About this task
Each line of the records that holds the word "upstream" should be copied out.

*** Material provided ***

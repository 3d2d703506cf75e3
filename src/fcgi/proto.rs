//! FastCGI record framing: the 8-byte header every record starts with,
//! the begin-request/params/stdin records a client sends, and a streaming
//! parser for the stdout records an upstream app replies with. Grounded
//! in `fcgi_proto.h`'s `FcgiEnvironment`/`FcgiResponseReader` shapes, but
//! expressed as plain encode/decode functions over byte slices rather
//! than stateful objects wrapping a raw socket.

use crate::error::{Error, Result};

pub const VERSION_1: u8 = 1;

#[derive(Copy, Clone, Debug, PartialEq, Eq)]
#[repr(u8)]
pub enum RecordType {
    BeginRequest = 1,
    AbortRequest = 2,
    EndRequest = 3,
    Params = 4,
    Stdin = 5,
    Stdout = 6,
    Stderr = 7,
    Data = 8,
}

impl RecordType {
    fn from_u8(v: u8) -> Result<RecordType> {
        Ok(match v {
            1 => RecordType::BeginRequest,
            2 => RecordType::AbortRequest,
            3 => RecordType::EndRequest,
            4 => RecordType::Params,
            5 => RecordType::Stdin,
            6 => RecordType::Stdout,
            7 => RecordType::Stderr,
            8 => RecordType::Data,
            other => return Err(Error::FastcgiProtocol(format!("unknown record type {}", other))),
        })
    }
}

pub const ROLE_RESPONDER: u16 = 1;
const HEADER_LEN: usize = 8;

#[derive(Copy, Clone, Debug)]
pub struct Header {
    pub version: u8,
    pub record_type: RecordType,
    pub request_id: u16,
    pub content_length: u16,
    pub padding_length: u8,
}

impl Header {
    pub fn decode(bytes: &[u8]) -> Result<Header> {
        if bytes.len() < HEADER_LEN {
            return Err(Error::FastcgiProtocol("truncated record header".into()));
        }
        Ok(Header {
            version: bytes[0],
            record_type: RecordType::from_u8(bytes[1])?,
            request_id: u16::from_be_bytes([bytes[2], bytes[3]]),
            content_length: u16::from_be_bytes([bytes[4], bytes[5]]),
            padding_length: bytes[6],
        })
    }

    fn encode_into(&self, out: &mut Vec<u8>) {
        out.push(self.version);
        out.push(self.record_type as u8);
        out.extend_from_slice(&self.request_id.to_be_bytes());
        out.extend_from_slice(&self.content_length.to_be_bytes());
        out.push(self.padding_length);
        out.push(0); // reserved
    }
}

fn record(record_type: RecordType, request_id: u16, content: &[u8]) -> Vec<u8> {
    assert!(content.len() <= u16::MAX as usize, "fastcgi record content too large");

    let header = Header {
        version: VERSION_1,
        record_type,
        request_id,
        content_length: content.len() as u16,
        padding_length: 0,
    };

    let mut out = Vec::with_capacity(HEADER_LEN + content.len());
    header.encode_into(&mut out);
    out.extend_from_slice(content);
    out
}

pub fn begin_request(request_id: u16, role: u16, keep_conn: bool) -> Vec<u8> {
    let mut body = [0u8; 8];
    body[0..2].copy_from_slice(&role.to_be_bytes());
    body[2] = if keep_conn { 1 } else { 0 };
    record(RecordType::BeginRequest, request_id, &body)
}

/// Encodes one FastCGI name/value length: a single byte if it fits in 7
/// bits, a 4-byte big-endian length with the top bit set otherwise.
fn encode_len(len: usize, out: &mut Vec<u8>) {
    if len < 128 {
        out.push(len as u8);
    } else {
        let len = len as u32 | 0x8000_0000;
        out.extend_from_slice(&len.to_be_bytes());
    }
}

/// Builds one (possibly multi-record, though practically always one)
/// `FCGI_PARAMS` stream from `params`, terminated by the empty record
/// that signals end-of-stream.
pub fn params_stream(request_id: u16, params: &[(String, String)]) -> Vec<u8> {
    let mut content = Vec::new();
    for (name, value) in params {
        encode_len(name.len(), &mut content);
        encode_len(value.len(), &mut content);
        content.extend_from_slice(name.as_bytes());
        content.extend_from_slice(value.as_bytes());
    }

    let mut out = Vec::new();
    for chunk in content.chunks(u16::MAX as usize) {
        out.extend_from_slice(&record(RecordType::Params, request_id, chunk));
    }
    out.extend_from_slice(&record(RecordType::Params, request_id, &[]));
    out
}

/// Builds an `FCGI_STDIN` stream carrying `body`, terminated the same way
/// as `params_stream`.
pub fn stdin_stream(request_id: u16, body: &[u8]) -> Vec<u8> {
    let mut out = Vec::new();
    if body.is_empty() {
        out.extend_from_slice(&record(RecordType::Stdin, request_id, &[]));
        return out;
    }

    for chunk in body.chunks(u16::MAX as usize) {
        out.extend_from_slice(&record(RecordType::Stdin, request_id, chunk));
    }
    out.extend_from_slice(&record(RecordType::Stdin, request_id, &[]));
    out
}

/// What the upstream app sent back: accumulated `FCGI_STDOUT` payload
/// plus whether `FCGI_END_REQUEST` has been seen.
#[derive(Default)]
pub struct ResponseReader {
    body: Vec<u8>,
    done: bool,
    app_status: i32,
}

impl ResponseReader {
    pub fn new() -> ResponseReader {
        ResponseReader::default()
    }

    pub fn is_done(&self) -> bool {
        self.done
    }

    pub fn body(&self) -> &[u8] {
        &self.body
    }

    pub fn app_status(&self) -> i32 {
        self.app_status
    }

    /// Feeds newly-received bytes, consuming as many whole records as
    /// `buf` contains. Leaves any trailing partial record for the next
    /// call by returning how many bytes it consumed.
    pub fn feed(&mut self, buf: &[u8]) -> Result<usize> {
        let mut offset = 0;

        while offset + HEADER_LEN <= buf.len() {
            let header = Header::decode(&buf[offset..])?;
            let record_len = HEADER_LEN + header.content_length as usize + header.padding_length as usize;
            if offset + record_len > buf.len() {
                break;
            }

            let content_start = offset + HEADER_LEN;
            let content_end = content_start + header.content_length as usize;

            match header.record_type {
                RecordType::Stdout => self.body.extend_from_slice(&buf[content_start..content_end]),
                RecordType::EndRequest => {
                    if header.content_length as usize >= 8 {
                        let c = &buf[content_start..content_end];
                        self.app_status = i32::from_be_bytes([c[0], c[1], c[2], c[3]]);
                    }
                    self.done = true;
                }
                RecordType::Stderr => {}
                other => return Err(Error::FastcgiProtocol(format!("unexpected record type from upstream: {:?}", other))),
            }

            offset += record_len;
        }

        Ok(offset)
    }
}

#[cfg(test)]
mod tests {
    use super::*;

    #[test]
    fn begin_request_encodes_role_and_flags() {
        let bytes = begin_request(1, ROLE_RESPONDER, true);
        assert_eq!(bytes[1], RecordType::BeginRequest as u8);
        assert_eq!(&bytes[8..10], &1u16.to_be_bytes());
        assert_eq!(bytes[10], 1);
    }

    #[test]
    fn params_stream_round_trips_through_header_decode() {
        let params = vec![("REQUEST_METHOD".to_string(), "GET".to_string())];
        let bytes = params_stream(7, &params);
        let header = Header::decode(&bytes).unwrap();
        assert_eq!(header.record_type, RecordType::Params);
        assert_eq!(header.request_id, 7);
        assert!(header.content_length > 0);
    }

    #[test]
    fn response_reader_accumulates_stdout_and_flags_done() {
        let mut bytes = record(RecordType::Stdout, 1, b"hello");
        let mut end_body = [0u8; 8];
        end_body[0..4].copy_from_slice(&0i32.to_be_bytes());
        bytes.extend_from_slice(&record(RecordType::EndRequest, 1, &end_body));

        let mut reader = ResponseReader::new();
        let consumed = reader.feed(&bytes).unwrap();
        assert_eq!(consumed, bytes.len());
        assert!(reader.is_done());
        assert_eq!(reader.body(), b"hello");
    }

    #[test]
    fn response_reader_leaves_a_trailing_partial_record_unconsumed() {
        let bytes = record(RecordType::Stdout, 1, b"hello");
        let mut reader = ResponseReader::new();
        let consumed = reader.feed(&bytes[..bytes.len() - 2]).unwrap();
        assert_eq!(consumed, 0);
        assert!(!reader.is_done());
    }
}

*** End of Material provided ***

Reply to the exercise
//! parser for the stdout records an upstream app replies with. Grounded
/// What the upstream app sent back: accumulated `FCGI_STDOUT` payload
                other => return Err(Error::FastcgiProtocol(format!("unexpected record type from upstream: {:?}", other))),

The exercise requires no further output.